* WHAT THE TASK ASKS *
Starting with the first line and ending with the last, copy the entries word for word.
────────────────────────────────────────
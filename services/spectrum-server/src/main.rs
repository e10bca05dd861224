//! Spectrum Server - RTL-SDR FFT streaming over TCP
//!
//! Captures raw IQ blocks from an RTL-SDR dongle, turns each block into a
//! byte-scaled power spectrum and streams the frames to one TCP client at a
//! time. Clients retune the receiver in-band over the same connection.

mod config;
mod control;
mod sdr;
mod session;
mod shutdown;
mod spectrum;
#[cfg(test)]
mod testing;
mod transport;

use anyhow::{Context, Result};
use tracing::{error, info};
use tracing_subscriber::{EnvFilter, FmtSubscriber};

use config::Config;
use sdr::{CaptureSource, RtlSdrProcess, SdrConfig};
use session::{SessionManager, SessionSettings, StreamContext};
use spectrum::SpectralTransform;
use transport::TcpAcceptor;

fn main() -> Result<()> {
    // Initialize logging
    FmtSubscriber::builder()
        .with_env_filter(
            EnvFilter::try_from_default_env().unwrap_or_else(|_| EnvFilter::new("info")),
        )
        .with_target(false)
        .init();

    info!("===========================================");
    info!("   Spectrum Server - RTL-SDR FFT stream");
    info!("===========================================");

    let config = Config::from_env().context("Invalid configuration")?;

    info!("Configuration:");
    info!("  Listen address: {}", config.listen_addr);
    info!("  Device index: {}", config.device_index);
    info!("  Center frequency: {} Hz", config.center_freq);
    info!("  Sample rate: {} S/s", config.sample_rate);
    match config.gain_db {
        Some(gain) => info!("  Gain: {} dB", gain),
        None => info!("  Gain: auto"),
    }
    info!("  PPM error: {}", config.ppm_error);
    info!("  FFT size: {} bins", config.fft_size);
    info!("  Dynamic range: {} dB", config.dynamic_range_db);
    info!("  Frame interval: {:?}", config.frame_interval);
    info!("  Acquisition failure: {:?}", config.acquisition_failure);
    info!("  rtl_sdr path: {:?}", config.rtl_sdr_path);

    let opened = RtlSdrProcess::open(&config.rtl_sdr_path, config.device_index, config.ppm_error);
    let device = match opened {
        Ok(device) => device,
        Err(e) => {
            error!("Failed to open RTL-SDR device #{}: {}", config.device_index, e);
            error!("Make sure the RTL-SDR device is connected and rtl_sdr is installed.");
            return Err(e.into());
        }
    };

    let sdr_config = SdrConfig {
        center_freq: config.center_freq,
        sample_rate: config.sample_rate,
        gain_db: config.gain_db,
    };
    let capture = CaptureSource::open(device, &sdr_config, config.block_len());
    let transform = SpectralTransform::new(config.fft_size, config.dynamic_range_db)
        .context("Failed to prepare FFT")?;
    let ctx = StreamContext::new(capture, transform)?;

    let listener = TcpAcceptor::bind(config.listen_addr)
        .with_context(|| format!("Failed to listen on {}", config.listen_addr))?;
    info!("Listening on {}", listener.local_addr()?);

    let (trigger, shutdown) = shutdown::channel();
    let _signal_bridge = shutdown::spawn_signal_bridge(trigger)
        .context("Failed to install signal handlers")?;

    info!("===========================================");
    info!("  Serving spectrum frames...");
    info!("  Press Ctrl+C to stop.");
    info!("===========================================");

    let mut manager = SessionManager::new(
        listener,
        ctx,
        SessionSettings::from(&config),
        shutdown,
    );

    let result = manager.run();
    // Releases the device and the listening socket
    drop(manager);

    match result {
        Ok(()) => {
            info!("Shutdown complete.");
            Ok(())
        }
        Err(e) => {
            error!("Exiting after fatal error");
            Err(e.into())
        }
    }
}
────────────────────────────────────────
* FINAL ANSWER *
filename services/spectrum-server/src/main.rs
repository e10bca05dd861224
//! Spectrum Server - RTL-SDR FFT streaming over TCP
//!
//! Captures raw IQ blocks from an RTL-SDR dongle, turns each block into a
//! byte-scaled power spectrum and streams the frames to one TCP client at a
//! time. Clients retune the receiver in-band over the same connection.

mod config;
mod control;
mod sdr;
mod session;
mod shutdown;
mod spectrum;
#[cfg(test)]
mod testing;
mod transport;

use anyhow::{Context, Result};
use tracing::{error, info};
use tracing_subscriber::{EnvFilter, FmtSubscriber};

use config::Config;
use sdr::{CaptureSource, RtlSdrProcess, SdrConfig};
use session::{SessionManager, SessionSettings, StreamContext};
use spectrum::SpectralTransform;
use transport::TcpAcceptor;

fn main() -> Result<()> {
    // Initialize logging
    FmtSubscriber::builder()
        .with_env_filter(
            EnvFilter::try_from_default_env().unwrap_or_else(|_| EnvFilter::new("info")),
        )
        .with_target(false)
        .init();

    info!("===========================================");
    info!("   Spectrum Server - RTL-SDR FFT stream");
    info!("===========================================");

    let config = Config::from_env().context("Invalid configuration")?;

    info!("Configuration:");
    info!("  Listen address: {}", config.listen_addr);
    info!("  Device index: {}", config.device_index);
    info!("  Center frequency: {} Hz", config.center_freq);
    info!("  Sample rate: {} S/s", config.sample_rate);
    match config.gain_db {
        Some(gain) => info!("  Gain: {} dB", gain),
        None => info!("  Gain: auto"),
    }
    info!("  PPM error: {}", config.ppm_error);
    info!("  FFT size: {} bins", config.fft_size);
    info!("  Dynamic range: {} dB", config.dynamic_range_db);
    info!("  Frame interval: {:?}", config.frame_interval);
    info!("  Acquisition failure: {:?}", config.acquisition_failure);
    info!("  rtl_sdr path: {:?}", config.rtl_sdr_path);

    let opened = RtlSdrProcess::open(&config.rtl_sdr_path, config.device_index, config.ppm_error);
    let device = match opened {
        Ok(device) => device,
        Err(e) => {
            error!("Failed to open RTL-SDR device #{}: {}", config.device_index, e);
            error!("Make sure the RTL-SDR device is connected and rtl_sdr is installed.");
            return Err(e.into());
        }
    };

    let sdr_config = SdrConfig {
        center_freq: config.center_freq,
        sample_rate: config.sample_rate,
        gain_db: config.gain_db,
    };
    let capture = CaptureSource::open(device, &sdr_config, config.block_len());
    let transform = SpectralTransform::new(config.fft_size, config.dynamic_range_db)
        .context("Failed to prepare FFT")?;
    let ctx = StreamContext::new(capture, transform)?;

    let listener = TcpAcceptor::bind(config.listen_addr)
        .with_context(|| format!("Failed to listen on {}", config.listen_addr))?;
    info!("Listening on {}", listener.local_addr()?);

    let (trigger, shutdown) = shutdown::channel();
    let _signal_bridge = shutdown::spawn_signal_bridge(trigger)
        .context("Failed to install signal handlers")?;

    info!("===========================================");
    info!("  Serving spectrum frames...");
    info!("  Press Ctrl+C to stop.");
    info!("===========================================");

    let mut manager = SessionManager::new(
        listener,
        ctx,
        SessionSettings::from(&config),
        shutdown,
    );

    let result = manager.run();
    // Releases the device and the listening socket
    drop(manager);

    match result {
        Ok(()) => {
            info!("Shutdown complete.");
            Ok(())
        }
        Err(e) => {
            error!("Exiting after fatal error");
            Err(e.into())
        }
    }
}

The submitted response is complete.